City council congratulates Center for National Book Award
After only two years of publishing books, the Center for Kapampangan Studies has won the country’s highest book award given by the Manila Critics Circle.
Gloria: Roman Leoncio’s Kapampangan Translation of Huseng Batute’s Verse Novel, Lost and Found, co-edited by the Center and Ambassador Virgil Reyes, Jr. and published by the Holy Angel University Press, won this year’s National Book Award (Translation Category). The book presents and analyzes the translation of a work of a major Tagalog writer, Jose Corazon de Jesus, a.k.a. Huseng Batute, done by an obscure Kapampangan writer, Roman Leoncio, in the late 1920s. Apparently, the translation had been lost until Ambassador Reyes stumbled upon the manuscripts 70 years later under the most serendipitous circumstances.
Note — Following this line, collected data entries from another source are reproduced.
pub mod playground;
pub mod records;
#![allow(dead_code)]

use serde_json::{Value, json};

pub fn sample_models() -> Value {
    json!({
        "object": "list",
        "data": [
            {"id": "qwen2.5-7b-instruct", "object": "model", "owned_by": "organization_owner"},
            {"id": "text-embedding-nomic", "object": "model", "owned_by": "organization_owner"}
        ]
    })
}

pub fn sample_completion(model: &str, content: &str) -> Value {
    json!({
        "id": "chatcmpl-test-1",
        "object": "chat.completion",
        "created": 1234567890,
        "model": model,
        "choices": [{
            "index": 0,
            "message": {"role": "assistant", "content": content},
            "logprobs": null,
            "finish_reason": "stop"
        }],
        "usage": {"prompt_tokens": 10, "completion_tokens": 5, "total_tokens": 15},
        "stats": {},
        "system_fingerprint": model
    })
}

pub fn sample_chunk(content: Option<&str>) -> Value {
    let delta = match content {
        Some(text) => json!({"role": "assistant", "content": text}),
        None => json!({"role": "assistant"}),
    };
    json!({
        "id": "chatcmpl-test-1",
        "object": "chat.completion.chunk",
        "created": 1234567890,
        "model": "test-model",
        "choices": [{"index": 0, "delta": delta, "finish_reason": null}]
    })
}

/// Chunks spelling "Hello world", with empty and role-only chunks mixed in.
pub fn sample_chunks() -> Vec<Value> {
    vec![
        sample_chunk(None),
        sample_chunk(Some("Hello")),
        sample_chunk(Some("")),
        sample_chunk(Some(" world")),
        json!({
            "id": "chatcmpl-test-1",
            "object": "chat.completion.chunk",
            "created": 1234567890,
            "model": "test-model",
            "choices": [{"index": 0, "delta": {}, "finish_reason": "stop"}]
        }),
    ]
}

pub fn sample_response_body() -> Value {
    json!({
        "id": "resp_abc123",
        "object": "response",
        "status": "completed",
        "model": "test-model",
        "output": [{
            "type": "message",
            "role": "assistant",
            "content": [{"type": "output_text", "text": "Hi there"}]
        }],
        "previous_response_id": null
    })
}

pub fn sample_response_events() -> Vec<(&'static str, Value)> {
    vec![
        ("response.created", json!({"type": "response.created", "response": {"id": "resp_abc123"}})),
        ("response.output_text.delta", json!({"type": "response.output_text.delta", "delta": "Hi"})),
        ("response.output_text.delta", json!({"type": "response.output_text.delta", "delta": " there"})),
        ("response.completed", json!({"type": "response.completed", "response": {"id": "resp_abc123"}})),
    ]
}
//! Shared test utilities for `mstbench-core`.

use mstbench_test_support::proptest_profile::ProptestRunProfile;
use proptest::test_runner::Config as ProptestConfig;

use crate::graph::{EdgeId, Graph, VertexId};

/// Builds a proptest configuration honouring the shared case-count override.
#[must_use]
pub(crate) fn suite_proptest_config(default_cases: u32) -> ProptestConfig {
    ProptestConfig {
        cases: ProptestRunProfile::load(default_cases).cases(),
        ..ProptestConfig::default()
    }
}

/// Adds `count` fresh vertices and returns their ids in insertion order.
pub(crate) fn add_vertices(graph: &mut Graph, count: usize) -> Vec<VertexId> {
    (0..count).map(|_| graph.add_vertex()).collect()
}

/// Builds an unweighted path `v0 - v1 - .. - v(n-1)`.
pub(crate) fn path_graph(len: usize) -> Graph {
    let mut graph = Graph::new();
    let ids = add_vertices(&mut graph, len);
    for pair in ids.windows(2) {
        graph.add_edge(pair[0], pair[1]).expect("path edge is valid");
    }
    graph
}

/// Builds an unweighted cycle over `len` vertices (`len >= 3`).
pub(crate) fn cycle_graph(len: usize) -> Graph {
    let mut graph = path_graph(len);
    graph
        .add_edge(VertexId::new(len - 1), VertexId::new(0))
        .expect("closing edge is valid");
    graph
}

/// Builds a weighted graph from `(left, right, weight)` triples over `nodes`
/// vertices and returns it with the edge ids in triple order.
pub(crate) fn weighted_graph(nodes: usize, edges: &[(usize, usize, u32)]) -> (Graph, Vec<EdgeId>) {
    let mut graph = Graph::new();
    let ids = add_vertices(&mut graph, nodes);
    let edge_ids = edges
        .iter()
        .map(|&(left, right, weight)| {
            graph
                .add_weighted_edge(ids[left], ids[right], weight)
                .expect("weighted edge is valid")
        })
        .collect();
    (graph, edge_ids)
}

/// Counts components by breadth-first search, independently of the disjoint
/// set used by [`Graph::component_count`].
pub(crate) fn bfs_component_count(graph: &Graph) -> usize {
    use std::collections::{HashSet, VecDeque};

    let mut seen = HashSet::new();
    let mut components = 0;
    for start in graph.vertices() {
        if !seen.insert(start) {
            continue;
        }
        components += 1;
        let mut queue = VecDeque::from([start]);
        while let Some(vertex) = queue.pop_front() {
            for neighbour in graph.neighbours(vertex).expect("vertex is live") {
                if seen.insert(neighbour) {
                    queue.push_back(neighbour);
                }
            }
        }
    }
    components
}
use proptest::prelude::*;
use rand::{SeedableRng, rngs::SmallRng};
use rstest::rstest;

use super::*;
use crate::{
    error::GenerateErrorCode,
    test_utils::{bfs_component_count, suite_proptest_config},
};

fn generator(lattice: LatticeKind) -> GraphGenerator {
    GraphGenerator::new(GeneratorConfig {
        lattice,
        ..GeneratorConfig::default()
    })
    .expect("default factor is valid")
}

#[rstest]
#[case(f64::NAN)]
#[case(f64::INFINITY)]
#[case(0.5)]
#[case(-1.0)]
fn rejects_invalid_oversize_factor(#[case] factor: f64) {
    let err = GraphGenerator::new(GeneratorConfig {
        oversize_factor: factor,
        ..GeneratorConfig::default()
    })
    .expect_err("factor must be rejected");
    assert_eq!(err.code(), GenerateErrorCode::InvalidOversizeFactor);
}

#[rstest]
#[case(1, 2)]
#[case(4, 3)]
#[case(20, 5)]
#[case(100, 11)]
fn lattice_side_oversizes_target(#[case] target: usize, #[case] expected: usize) {
    let side = GraphGenerator::default()
        .lattice_side(target)
        .expect("side must fit");
    assert_eq!(side, expected);
    assert!(side * side >= target);
}

#[test]
fn exact_factor_still_covers_target() {
    let generator = GraphGenerator::new(GeneratorConfig {
        oversize_factor: 1.0,
        ..GeneratorConfig::default()
    })
    .expect("factor 1.0 is valid");
    for target in 1..200 {
        let side = generator.lattice_side(target).expect("side must fit");
        assert!(side * side >= target, "side {side} too small for {target}");
    }
}

#[test]
fn zero_target_is_rejected() {
    let mut rng = SmallRng::seed_from_u64(0);
    let err = GraphGenerator::default()
        .generate(0, &mut rng)
        .expect_err("zero target must fail");
    assert_eq!(err, GenerateError::ZeroTarget);
}

#[rstest]
#[case::crossed(LatticeKind::Crossed, 3, 9, 20)]
#[case::orthogonal(LatticeKind::Orthogonal, 3, 9, 12)]
#[case::crossed_single(LatticeKind::Crossed, 1, 1, 0)]
fn lattice_shape(
    #[case] kind: LatticeKind,
    #[case] side: usize,
    #[case] vertices: usize,
    #[case] edges: usize,
) {
    let graph = build_lattice(side, vertices, kind).expect("lattice must build");
    assert_eq!(graph.vertex_count(), vertices);
    assert_eq!(graph.edge_count(), edges);
    assert!(graph.is_connected());
}

#[test]
fn crossed_lattice_links_diagonals() {
    let graph = build_lattice(2, 4, LatticeKind::Crossed).expect("lattice must build");
    assert!(graph.find_edge(VertexId::new(0), VertexId::new(3)).is_some());
    assert!(graph.find_edge(VertexId::new(1), VertexId::new(2)).is_some());
    assert!(graph.articulation_points().is_empty());
}

#[test]
fn lattice_overflow_reports_the_requested_target() {
    let err = build_lattice(usize::MAX, 7, LatticeKind::Orthogonal)
        .expect_err("side must overflow");
    assert_eq!(err, GenerateError::LatticeOverflow { target: 7 });
}

#[rstest]
#[case(LatticeKind::Crossed, 1)]
#[case(LatticeKind::Crossed, 2)]
#[case(LatticeKind::Crossed, 8)]
#[case(LatticeKind::Crossed, 37)]
#[case(LatticeKind::Crossed, 64)]
#[case(LatticeKind::Orthogonal, 5)]
#[case(LatticeKind::Orthogonal, 48)]
fn generates_connected_graph_of_exact_size(#[case] kind: LatticeKind, #[case] target: usize) {
    let mut rng = SmallRng::seed_from_u64(target as u64);
    let graph = generator(kind)
        .generate(target, &mut rng)
        .expect("generation must succeed");
    assert_eq!(graph.vertex_count(), target);
    assert_eq!(bfs_component_count(&graph), 1);
}

#[test]
fn same_seed_yields_same_topology() {
    let generate = || {
        let mut rng = SmallRng::seed_from_u64(99);
        GraphGenerator::default()
            .generate(30, &mut rng)
            .expect("generation must succeed")
    };
    let first = generate();
    let second = generate();
    assert_eq!(
        first.vertices().collect::<Vec<_>>(),
        second.vertices().collect::<Vec<_>>()
    );
    assert_eq!(
        first.edges().map(|(id, edge)| (id, *edge)).collect::<Vec<_>>(),
        second.edges().map(|(id, edge)| (id, *edge)).collect::<Vec<_>>()
    );
}

#[test]
fn generated_graph_has_no_weights() {
    let mut rng = SmallRng::seed_from_u64(5);
    let graph = GraphGenerator::default()
        .generate(16, &mut rng)
        .expect("generation must succeed");
    assert!(graph.edges().all(|(_, edge)| edge.weight().is_none()));
}

proptest! {
    #![proptest_config(suite_proptest_config(32))]

    #[test]
    fn any_target_and_seed_yields_connected_graph(
        target in 1_usize..120,
        seed in any::<u64>(),
        orthogonal in any::<bool>(),
        factor in 1.0_f64..2.5,
    ) {
        let lattice = if orthogonal { LatticeKind::Orthogonal } else { LatticeKind::Crossed };
        let generator = GraphGenerator::new(GeneratorConfig { oversize_factor: factor, lattice })
            .expect("factor is valid");
        let mut rng = SmallRng::seed_from_u64(seed);
        let graph = generator.generate(target, &mut rng).expect("generation must succeed");

        prop_assert_eq!(graph.vertex_count(), target);
        prop_assert_eq!(bfs_component_count(&graph), 1);
    }
}
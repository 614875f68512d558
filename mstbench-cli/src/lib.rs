//! Support library for the mstbench CLI binary.
//!
//! Exposes the command pipeline and logging setup so doctests and unit tests
//! can drive commands without spawning a subprocess.

pub mod cli;
pub mod logging;
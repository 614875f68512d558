//! Environment overrides for property-test case counts.
//!
//! Suites call [`ProptestRunProfile::load`] with their local default so CI can
//! scale every property run from one variable.

use std::env;

/// Environment variable overriding the number of cases per property.
pub const PROPTEST_CASES_ENV_KEY: &str = "MSTBENCH_PROPTEST_CASES";

/// Resolved case count for a property suite.
#[derive(Clone, Copy, Debug, PartialEq, Eq)]
pub struct ProptestRunProfile {
    cases: u32,
}

impl ProptestRunProfile {
    /// Reads [`PROPTEST_CASES_ENV_KEY`], falling back to `default_cases` when
    /// the variable is unset or invalid.
    ///
    /// # Examples
    ///
    /// ```
    /// use mstbench_test_support::proptest_profile::ProptestRunProfile;
    ///
    /// let profile = ProptestRunProfile::load(32);
    /// assert!(profile.cases() > 0);
    /// ```
    #[must_use]
    pub fn load(default_cases: u32) -> Self {
        let cases = match env::var(PROPTEST_CASES_ENV_KEY) {
            Ok(raw) => parse_cases(&raw).unwrap_or_else(|reason| {
                tracing::warn!(
                    env = PROPTEST_CASES_ENV_KEY,
                    raw = %raw,
                    reason = %reason,
                    "ignoring invalid proptest case override",
                );
                default_cases
            }),
            Err(_) => default_cases,
        };
        Self { cases }
    }

    /// Number of cases to run per property.
    #[must_use]
    #[rustfmt::skip]
    pub fn cases(&self) -> u32 { self.cases }
}

fn parse_cases(raw: &str) -> Result<u32, String> {
    match raw.trim().parse::<u32>() {
        Ok(0) => Err("case count must be positive".to_owned()),
        Ok(cases) => Ok(cases),
        Err(error) => Err(format!("parse error: {error}")),
    }
}

#[cfg(test)]
mod tests {
    use super::*;
    use rstest::rstest;

    #[rstest]
    #[case("1", Ok(1))]
    #[case(" 250 ", Ok(250))]
    #[case("25000", Ok(25_000))]
    fn parse_cases_accepts_positive_counts(
        #[case] raw: &str,
        #[case] expected: Result<u32, String>,
    ) {
        assert_eq!(parse_cases(raw), expected);
    }

    #[rstest]
    #[case("0")]
    #[case("-1")]
    #[case("many")]
    #[case("")]
    fn parse_cases_rejects_invalid_counts(#[case] raw: &str) {
        assert!(parse_cases(raw).is_err());
    }
}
National Artist Nick Joaquin hailed the book as a significant collaboration between Kapampangans and Tagalogs, whose paths have alternately crossed, merged and even collided in the course of the nation’s history.
The book is only the Center’s third; a previous publication, Kapampangan Pioneers in the Philippine Church, was also a finalist in the 2003 National Book Awards (History Category).
Meanwhile, the Angeles City Sangguniang Panlunsod unanimously approved Resolution No. 4261, S-2004 congratulating the Center for Kapampangan Studies “for winning the country’s most prestigious award for publications.” The resolution was sponsored by Councilors Vega-Cabigting, Aguas, Sangil, Rivera, Lacson and De La Cruz and seconded by Councilors Maniago, Ganzon, Yabut, del Rosario and Mallari; it was signed by City Vice Mayor Dr. Ricardo Zalamea.